WORK TASK:
Below are entries. Copy exactly the lines running from the line that holds "pub fn version(mut" to the line that holds "if let Some(version_id)", with both ends included.

EXERCISE DATA:
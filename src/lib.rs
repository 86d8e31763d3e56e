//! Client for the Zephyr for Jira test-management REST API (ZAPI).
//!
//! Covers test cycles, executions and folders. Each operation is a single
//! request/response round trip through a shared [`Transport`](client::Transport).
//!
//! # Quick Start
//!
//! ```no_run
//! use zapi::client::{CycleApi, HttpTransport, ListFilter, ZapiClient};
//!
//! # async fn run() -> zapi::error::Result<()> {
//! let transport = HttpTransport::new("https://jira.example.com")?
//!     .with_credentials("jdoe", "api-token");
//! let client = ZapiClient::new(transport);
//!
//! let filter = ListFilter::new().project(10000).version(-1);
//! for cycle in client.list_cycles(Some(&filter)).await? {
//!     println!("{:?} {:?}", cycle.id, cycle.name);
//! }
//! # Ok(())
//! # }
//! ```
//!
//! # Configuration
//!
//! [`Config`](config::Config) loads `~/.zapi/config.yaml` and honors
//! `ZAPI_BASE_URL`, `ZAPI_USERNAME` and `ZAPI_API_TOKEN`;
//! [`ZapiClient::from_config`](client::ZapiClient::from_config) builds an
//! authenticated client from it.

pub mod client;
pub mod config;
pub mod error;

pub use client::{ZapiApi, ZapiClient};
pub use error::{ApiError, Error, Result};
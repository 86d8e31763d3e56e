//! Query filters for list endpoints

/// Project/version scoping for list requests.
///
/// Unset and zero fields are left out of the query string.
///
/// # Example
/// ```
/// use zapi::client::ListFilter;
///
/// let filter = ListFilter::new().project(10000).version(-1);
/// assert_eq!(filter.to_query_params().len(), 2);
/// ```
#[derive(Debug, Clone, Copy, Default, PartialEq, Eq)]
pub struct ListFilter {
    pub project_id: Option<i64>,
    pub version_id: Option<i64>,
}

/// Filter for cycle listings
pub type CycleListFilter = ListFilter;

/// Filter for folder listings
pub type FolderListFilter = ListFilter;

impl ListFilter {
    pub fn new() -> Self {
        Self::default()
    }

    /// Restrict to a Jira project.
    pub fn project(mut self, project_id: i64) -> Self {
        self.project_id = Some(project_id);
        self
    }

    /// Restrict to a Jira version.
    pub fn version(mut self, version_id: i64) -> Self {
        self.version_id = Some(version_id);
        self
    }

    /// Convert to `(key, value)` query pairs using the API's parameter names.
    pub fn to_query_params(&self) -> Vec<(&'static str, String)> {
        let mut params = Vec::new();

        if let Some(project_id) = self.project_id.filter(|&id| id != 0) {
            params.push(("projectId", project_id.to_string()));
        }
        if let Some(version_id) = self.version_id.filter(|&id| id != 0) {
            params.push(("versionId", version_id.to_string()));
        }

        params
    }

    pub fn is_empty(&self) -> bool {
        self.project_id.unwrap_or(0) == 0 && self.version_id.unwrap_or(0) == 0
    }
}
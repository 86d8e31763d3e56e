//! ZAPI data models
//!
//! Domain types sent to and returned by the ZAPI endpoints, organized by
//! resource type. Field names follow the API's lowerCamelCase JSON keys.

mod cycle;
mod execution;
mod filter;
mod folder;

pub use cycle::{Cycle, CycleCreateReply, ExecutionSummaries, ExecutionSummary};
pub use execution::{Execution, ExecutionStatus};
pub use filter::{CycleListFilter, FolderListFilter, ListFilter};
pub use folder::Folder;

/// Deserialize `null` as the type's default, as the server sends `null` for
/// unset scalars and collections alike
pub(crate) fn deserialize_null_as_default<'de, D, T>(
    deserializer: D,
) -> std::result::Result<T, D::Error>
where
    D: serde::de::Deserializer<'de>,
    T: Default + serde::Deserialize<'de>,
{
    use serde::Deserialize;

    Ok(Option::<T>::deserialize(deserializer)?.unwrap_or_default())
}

SOLVED PROBLEM:
    pub fn version(mut self, version_id: i64) -> Self {
        self.version_id = Some(version_id);
        self
    }

    /// Convert to `(key, value)` query pairs using the API's parameter names.
    pub fn to_query_params(&self) -> Vec<(&'static str, String)> {
        let mut params = Vec::new();

        if let Some(project_id) = self.project_id.filter(|&id| id != 0) {
            params.push(("projectId", project_id.to_string()));
        }
        if let Some(version_id) = self.version_id.filter(|&id| id != 0) {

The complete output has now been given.